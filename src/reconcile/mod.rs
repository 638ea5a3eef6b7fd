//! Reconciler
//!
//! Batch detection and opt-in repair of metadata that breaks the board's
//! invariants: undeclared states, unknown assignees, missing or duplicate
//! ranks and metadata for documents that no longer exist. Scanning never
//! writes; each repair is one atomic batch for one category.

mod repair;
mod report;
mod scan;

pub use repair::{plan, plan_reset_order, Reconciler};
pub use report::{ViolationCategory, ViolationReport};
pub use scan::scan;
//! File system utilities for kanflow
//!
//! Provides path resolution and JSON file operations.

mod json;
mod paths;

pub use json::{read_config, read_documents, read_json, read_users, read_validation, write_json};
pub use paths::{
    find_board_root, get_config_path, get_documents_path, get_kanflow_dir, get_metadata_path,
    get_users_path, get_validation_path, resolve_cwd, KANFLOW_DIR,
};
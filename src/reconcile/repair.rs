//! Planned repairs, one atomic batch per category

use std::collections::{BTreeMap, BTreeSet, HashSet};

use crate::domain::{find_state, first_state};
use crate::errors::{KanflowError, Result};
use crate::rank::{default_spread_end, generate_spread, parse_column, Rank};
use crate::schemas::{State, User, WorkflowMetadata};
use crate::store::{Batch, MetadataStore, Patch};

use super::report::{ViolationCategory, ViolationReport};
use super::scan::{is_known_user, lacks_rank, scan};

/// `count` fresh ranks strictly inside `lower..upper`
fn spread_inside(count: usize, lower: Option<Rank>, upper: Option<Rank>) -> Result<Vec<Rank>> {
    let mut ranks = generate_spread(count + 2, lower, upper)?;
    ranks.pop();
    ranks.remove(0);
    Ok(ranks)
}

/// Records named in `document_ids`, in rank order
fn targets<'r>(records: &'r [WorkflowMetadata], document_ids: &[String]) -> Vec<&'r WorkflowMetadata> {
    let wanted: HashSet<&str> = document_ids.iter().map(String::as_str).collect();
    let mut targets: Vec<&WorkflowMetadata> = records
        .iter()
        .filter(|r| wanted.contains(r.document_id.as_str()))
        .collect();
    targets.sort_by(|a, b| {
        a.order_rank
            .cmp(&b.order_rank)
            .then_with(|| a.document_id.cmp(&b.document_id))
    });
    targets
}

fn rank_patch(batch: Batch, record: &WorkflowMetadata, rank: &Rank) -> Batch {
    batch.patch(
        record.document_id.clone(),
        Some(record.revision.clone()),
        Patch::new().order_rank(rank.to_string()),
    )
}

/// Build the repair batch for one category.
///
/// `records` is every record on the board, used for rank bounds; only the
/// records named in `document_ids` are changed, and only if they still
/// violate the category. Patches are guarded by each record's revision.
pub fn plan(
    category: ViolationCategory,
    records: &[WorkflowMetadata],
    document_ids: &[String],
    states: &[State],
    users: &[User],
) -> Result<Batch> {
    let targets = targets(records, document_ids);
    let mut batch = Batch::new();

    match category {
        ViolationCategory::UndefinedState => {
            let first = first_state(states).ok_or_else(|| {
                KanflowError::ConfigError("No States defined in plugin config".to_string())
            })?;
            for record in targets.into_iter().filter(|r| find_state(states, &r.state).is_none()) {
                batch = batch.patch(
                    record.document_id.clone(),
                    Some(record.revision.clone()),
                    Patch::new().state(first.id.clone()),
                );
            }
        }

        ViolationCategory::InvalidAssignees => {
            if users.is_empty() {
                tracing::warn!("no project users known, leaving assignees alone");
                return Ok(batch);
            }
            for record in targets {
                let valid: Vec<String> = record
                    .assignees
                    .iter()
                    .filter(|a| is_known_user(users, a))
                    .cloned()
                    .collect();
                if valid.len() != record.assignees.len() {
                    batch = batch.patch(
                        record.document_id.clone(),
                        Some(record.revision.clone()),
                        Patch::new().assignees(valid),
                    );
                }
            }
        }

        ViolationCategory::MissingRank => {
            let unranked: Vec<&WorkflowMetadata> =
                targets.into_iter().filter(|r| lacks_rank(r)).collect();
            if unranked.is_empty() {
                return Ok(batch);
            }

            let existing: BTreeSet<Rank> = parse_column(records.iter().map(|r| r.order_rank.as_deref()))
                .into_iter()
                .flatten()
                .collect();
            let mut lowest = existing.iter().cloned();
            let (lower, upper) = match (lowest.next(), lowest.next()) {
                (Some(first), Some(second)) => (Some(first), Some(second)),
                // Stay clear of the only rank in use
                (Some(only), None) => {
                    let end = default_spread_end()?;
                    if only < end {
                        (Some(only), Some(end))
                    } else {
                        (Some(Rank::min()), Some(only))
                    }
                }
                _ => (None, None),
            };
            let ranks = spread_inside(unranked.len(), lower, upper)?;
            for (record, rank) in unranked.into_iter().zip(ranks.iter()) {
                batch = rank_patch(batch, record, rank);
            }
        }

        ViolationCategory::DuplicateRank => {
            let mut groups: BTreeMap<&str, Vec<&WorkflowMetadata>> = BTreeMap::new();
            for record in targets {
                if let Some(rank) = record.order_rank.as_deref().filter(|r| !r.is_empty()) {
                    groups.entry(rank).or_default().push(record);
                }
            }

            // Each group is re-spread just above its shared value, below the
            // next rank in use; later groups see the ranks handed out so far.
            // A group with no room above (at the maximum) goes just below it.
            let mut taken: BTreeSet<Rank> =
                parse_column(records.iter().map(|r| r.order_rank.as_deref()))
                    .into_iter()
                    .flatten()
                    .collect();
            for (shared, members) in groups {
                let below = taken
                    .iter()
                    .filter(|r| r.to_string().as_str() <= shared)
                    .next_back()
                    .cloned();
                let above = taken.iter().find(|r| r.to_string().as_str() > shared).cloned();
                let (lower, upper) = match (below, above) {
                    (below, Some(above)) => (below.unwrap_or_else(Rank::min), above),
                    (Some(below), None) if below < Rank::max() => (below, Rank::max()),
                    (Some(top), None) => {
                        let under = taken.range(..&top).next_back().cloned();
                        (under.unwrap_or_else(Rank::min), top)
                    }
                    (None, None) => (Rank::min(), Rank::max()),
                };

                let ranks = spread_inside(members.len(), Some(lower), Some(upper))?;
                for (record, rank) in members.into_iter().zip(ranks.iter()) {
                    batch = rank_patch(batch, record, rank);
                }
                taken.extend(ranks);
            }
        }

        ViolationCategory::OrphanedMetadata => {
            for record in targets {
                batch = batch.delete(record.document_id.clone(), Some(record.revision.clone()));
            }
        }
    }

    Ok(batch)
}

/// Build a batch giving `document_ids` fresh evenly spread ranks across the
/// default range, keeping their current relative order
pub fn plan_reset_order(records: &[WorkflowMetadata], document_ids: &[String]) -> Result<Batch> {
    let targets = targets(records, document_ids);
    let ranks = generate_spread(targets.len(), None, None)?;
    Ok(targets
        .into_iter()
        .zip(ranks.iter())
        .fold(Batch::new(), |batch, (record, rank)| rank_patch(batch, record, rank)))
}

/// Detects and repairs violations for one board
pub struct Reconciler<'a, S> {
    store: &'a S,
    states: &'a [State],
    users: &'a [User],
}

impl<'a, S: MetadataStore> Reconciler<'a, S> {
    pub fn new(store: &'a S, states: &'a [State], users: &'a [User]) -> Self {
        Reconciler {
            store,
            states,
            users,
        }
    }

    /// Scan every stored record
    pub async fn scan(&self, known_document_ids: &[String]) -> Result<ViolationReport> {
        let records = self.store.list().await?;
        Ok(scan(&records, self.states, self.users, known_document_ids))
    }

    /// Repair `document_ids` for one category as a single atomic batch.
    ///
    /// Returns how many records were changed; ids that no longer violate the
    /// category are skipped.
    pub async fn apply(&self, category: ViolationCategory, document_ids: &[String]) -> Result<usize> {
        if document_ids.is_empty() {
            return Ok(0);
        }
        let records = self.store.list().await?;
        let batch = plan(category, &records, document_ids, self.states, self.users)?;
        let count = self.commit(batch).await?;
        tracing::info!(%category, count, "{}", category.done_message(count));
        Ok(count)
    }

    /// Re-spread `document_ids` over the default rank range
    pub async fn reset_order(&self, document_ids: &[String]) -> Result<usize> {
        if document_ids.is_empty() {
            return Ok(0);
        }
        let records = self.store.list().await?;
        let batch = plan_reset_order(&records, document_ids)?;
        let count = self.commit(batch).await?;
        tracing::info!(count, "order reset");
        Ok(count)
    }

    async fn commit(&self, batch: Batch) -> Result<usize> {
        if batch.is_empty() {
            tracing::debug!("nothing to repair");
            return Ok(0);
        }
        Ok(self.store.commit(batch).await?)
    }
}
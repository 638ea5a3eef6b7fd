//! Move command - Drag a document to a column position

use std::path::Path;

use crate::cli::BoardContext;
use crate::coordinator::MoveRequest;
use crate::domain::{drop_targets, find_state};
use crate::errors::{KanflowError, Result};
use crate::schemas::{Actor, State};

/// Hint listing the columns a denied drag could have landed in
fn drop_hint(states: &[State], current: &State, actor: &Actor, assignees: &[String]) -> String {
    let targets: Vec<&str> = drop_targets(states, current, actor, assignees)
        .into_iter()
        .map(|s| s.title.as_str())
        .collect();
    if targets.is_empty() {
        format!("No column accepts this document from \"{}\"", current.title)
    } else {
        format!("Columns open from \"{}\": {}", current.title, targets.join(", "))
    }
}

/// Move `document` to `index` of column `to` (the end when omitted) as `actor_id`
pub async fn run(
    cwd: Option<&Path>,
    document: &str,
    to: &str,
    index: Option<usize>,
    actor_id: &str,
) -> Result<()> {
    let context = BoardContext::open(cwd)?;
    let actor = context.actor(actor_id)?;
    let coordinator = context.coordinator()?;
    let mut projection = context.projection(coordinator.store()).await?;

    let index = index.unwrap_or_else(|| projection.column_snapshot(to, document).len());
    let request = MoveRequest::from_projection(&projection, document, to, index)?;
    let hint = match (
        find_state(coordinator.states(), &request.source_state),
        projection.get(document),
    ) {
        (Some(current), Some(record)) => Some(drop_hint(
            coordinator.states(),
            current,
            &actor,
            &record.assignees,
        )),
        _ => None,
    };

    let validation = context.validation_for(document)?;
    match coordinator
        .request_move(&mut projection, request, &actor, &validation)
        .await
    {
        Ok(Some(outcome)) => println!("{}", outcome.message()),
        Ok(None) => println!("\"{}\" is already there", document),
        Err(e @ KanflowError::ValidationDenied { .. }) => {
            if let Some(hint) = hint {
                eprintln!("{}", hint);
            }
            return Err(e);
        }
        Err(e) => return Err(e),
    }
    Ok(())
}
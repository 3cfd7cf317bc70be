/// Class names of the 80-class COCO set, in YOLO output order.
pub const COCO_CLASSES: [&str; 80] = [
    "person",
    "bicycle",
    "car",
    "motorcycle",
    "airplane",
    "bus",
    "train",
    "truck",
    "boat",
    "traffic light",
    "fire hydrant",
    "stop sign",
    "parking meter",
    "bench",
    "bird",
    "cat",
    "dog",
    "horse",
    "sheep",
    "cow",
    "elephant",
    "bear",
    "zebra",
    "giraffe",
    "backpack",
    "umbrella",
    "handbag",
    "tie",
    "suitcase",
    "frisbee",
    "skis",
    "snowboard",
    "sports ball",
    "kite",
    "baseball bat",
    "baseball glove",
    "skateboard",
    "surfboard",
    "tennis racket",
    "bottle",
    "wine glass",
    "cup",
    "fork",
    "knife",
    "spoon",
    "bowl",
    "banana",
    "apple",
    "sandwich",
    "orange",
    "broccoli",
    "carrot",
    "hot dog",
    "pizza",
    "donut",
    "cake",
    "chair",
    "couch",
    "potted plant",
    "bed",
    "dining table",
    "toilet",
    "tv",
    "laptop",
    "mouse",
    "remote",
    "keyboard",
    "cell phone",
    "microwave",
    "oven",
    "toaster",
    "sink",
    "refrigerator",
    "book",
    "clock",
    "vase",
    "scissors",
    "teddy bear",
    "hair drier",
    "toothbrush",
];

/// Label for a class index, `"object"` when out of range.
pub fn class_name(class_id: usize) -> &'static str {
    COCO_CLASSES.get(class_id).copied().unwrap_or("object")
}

============

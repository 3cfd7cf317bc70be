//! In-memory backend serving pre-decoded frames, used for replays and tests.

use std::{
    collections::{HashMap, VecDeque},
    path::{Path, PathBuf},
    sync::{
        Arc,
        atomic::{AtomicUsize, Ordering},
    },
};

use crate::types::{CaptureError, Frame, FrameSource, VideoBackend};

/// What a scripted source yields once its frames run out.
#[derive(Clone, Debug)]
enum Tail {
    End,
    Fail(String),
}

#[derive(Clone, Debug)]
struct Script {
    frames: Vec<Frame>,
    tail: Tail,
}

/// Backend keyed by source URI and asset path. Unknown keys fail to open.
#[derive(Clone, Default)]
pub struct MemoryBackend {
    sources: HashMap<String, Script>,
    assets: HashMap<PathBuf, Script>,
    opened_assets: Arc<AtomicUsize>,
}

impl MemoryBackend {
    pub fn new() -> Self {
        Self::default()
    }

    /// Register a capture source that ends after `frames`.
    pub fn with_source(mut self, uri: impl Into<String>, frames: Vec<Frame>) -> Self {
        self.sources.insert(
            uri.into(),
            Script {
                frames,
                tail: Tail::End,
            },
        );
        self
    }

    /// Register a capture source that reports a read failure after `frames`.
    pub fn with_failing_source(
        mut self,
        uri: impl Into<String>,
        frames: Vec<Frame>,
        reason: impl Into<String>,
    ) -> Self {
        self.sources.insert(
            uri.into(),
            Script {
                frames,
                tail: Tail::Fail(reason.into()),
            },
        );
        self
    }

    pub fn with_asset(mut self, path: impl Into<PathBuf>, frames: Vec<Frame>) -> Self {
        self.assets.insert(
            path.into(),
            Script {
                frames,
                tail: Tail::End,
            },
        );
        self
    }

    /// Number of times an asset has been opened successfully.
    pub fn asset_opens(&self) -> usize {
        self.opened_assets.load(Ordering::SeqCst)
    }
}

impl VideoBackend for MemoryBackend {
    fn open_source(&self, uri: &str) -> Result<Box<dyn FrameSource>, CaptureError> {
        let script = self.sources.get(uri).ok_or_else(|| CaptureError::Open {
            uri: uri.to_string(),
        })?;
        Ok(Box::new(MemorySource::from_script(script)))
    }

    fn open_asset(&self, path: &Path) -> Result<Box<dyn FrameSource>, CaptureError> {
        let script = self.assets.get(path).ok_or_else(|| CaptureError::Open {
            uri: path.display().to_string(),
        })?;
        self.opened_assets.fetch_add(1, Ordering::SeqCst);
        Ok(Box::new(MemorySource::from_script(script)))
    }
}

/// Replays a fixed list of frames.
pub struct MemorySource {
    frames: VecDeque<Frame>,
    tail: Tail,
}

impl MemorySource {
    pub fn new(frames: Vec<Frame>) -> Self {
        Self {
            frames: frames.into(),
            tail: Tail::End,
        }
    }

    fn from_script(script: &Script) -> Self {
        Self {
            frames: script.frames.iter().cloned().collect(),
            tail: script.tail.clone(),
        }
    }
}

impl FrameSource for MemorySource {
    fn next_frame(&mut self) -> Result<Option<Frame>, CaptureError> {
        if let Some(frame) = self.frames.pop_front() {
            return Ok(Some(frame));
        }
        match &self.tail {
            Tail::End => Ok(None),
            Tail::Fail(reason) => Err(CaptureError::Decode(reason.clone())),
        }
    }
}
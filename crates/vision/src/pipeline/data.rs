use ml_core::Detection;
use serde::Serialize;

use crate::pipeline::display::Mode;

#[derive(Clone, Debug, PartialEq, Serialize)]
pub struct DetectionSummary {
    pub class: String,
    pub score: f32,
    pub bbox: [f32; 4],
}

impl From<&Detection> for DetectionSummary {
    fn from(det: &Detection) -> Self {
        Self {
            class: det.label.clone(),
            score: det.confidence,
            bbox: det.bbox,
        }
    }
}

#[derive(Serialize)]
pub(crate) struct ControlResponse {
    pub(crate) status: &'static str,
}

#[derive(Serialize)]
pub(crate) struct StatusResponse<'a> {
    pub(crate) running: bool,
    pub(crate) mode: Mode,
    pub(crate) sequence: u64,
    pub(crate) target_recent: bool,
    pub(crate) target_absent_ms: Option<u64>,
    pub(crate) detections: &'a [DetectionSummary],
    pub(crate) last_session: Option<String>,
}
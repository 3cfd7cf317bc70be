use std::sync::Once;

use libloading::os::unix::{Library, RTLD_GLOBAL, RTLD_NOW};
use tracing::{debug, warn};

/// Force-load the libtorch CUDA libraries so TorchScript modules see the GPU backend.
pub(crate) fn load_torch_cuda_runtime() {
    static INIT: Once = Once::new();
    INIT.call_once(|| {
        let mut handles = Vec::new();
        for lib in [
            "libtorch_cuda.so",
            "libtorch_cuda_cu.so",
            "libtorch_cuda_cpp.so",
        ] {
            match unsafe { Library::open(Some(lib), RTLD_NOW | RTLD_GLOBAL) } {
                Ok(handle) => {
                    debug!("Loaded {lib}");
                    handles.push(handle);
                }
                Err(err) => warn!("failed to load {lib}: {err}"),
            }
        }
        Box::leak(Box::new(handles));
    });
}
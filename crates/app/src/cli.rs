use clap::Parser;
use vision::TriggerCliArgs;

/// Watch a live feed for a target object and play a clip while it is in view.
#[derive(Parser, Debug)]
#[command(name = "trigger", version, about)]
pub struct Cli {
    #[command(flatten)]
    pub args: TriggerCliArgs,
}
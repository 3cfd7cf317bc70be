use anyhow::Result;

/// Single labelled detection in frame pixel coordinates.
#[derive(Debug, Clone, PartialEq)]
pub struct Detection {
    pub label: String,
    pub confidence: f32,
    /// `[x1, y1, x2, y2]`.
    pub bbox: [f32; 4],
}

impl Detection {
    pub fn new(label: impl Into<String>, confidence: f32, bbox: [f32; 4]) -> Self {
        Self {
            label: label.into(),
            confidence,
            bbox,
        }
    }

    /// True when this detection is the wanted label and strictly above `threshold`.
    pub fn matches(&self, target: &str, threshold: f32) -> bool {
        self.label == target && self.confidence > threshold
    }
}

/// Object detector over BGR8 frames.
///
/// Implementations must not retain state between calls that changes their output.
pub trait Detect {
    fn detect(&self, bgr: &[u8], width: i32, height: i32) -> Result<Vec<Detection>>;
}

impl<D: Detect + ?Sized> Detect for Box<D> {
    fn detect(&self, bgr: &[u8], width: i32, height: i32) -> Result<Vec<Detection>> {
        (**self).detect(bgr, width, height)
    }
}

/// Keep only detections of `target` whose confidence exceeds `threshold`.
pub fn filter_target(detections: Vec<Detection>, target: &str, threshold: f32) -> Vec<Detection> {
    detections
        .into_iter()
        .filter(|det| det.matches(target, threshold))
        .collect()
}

============

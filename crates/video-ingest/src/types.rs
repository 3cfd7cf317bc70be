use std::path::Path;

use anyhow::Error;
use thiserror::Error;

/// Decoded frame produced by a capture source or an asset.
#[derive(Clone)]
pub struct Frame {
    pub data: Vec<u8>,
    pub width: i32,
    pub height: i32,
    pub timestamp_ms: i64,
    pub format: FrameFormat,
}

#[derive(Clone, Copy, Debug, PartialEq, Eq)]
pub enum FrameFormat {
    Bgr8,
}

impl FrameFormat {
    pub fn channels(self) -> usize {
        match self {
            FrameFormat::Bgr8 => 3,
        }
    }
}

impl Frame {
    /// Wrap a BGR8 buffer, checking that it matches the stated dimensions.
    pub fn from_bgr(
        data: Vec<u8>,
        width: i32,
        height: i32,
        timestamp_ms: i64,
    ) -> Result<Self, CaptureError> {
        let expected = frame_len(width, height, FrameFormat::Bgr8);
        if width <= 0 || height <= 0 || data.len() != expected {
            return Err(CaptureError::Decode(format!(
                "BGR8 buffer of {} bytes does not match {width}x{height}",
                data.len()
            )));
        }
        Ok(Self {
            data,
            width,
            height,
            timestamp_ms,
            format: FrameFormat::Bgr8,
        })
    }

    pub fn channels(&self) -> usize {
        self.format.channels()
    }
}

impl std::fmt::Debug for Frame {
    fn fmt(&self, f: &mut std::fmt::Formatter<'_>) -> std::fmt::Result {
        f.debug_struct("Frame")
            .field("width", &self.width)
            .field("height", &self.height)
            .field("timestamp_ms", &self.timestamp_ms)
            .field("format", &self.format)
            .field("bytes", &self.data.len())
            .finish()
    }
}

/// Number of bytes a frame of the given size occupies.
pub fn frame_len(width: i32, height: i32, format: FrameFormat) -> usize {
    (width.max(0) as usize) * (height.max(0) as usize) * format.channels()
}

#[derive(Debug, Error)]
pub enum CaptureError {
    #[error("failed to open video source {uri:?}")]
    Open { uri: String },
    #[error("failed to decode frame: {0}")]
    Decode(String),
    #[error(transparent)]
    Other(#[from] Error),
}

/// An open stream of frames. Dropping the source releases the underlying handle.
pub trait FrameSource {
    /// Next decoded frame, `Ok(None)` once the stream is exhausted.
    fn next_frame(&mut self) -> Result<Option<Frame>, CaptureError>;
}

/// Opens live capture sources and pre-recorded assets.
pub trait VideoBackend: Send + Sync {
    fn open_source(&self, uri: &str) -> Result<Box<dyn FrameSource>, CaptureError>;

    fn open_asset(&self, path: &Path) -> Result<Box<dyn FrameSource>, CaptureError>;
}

============

WORK TASK
Report all lines above with "VideoBackend".

TASK RESPONSE
use crate::types::{CaptureError, Frame, FrameSource, VideoBackend};
impl VideoBackend for MemoryBackend {
pub trait VideoBackend: Send + Sync {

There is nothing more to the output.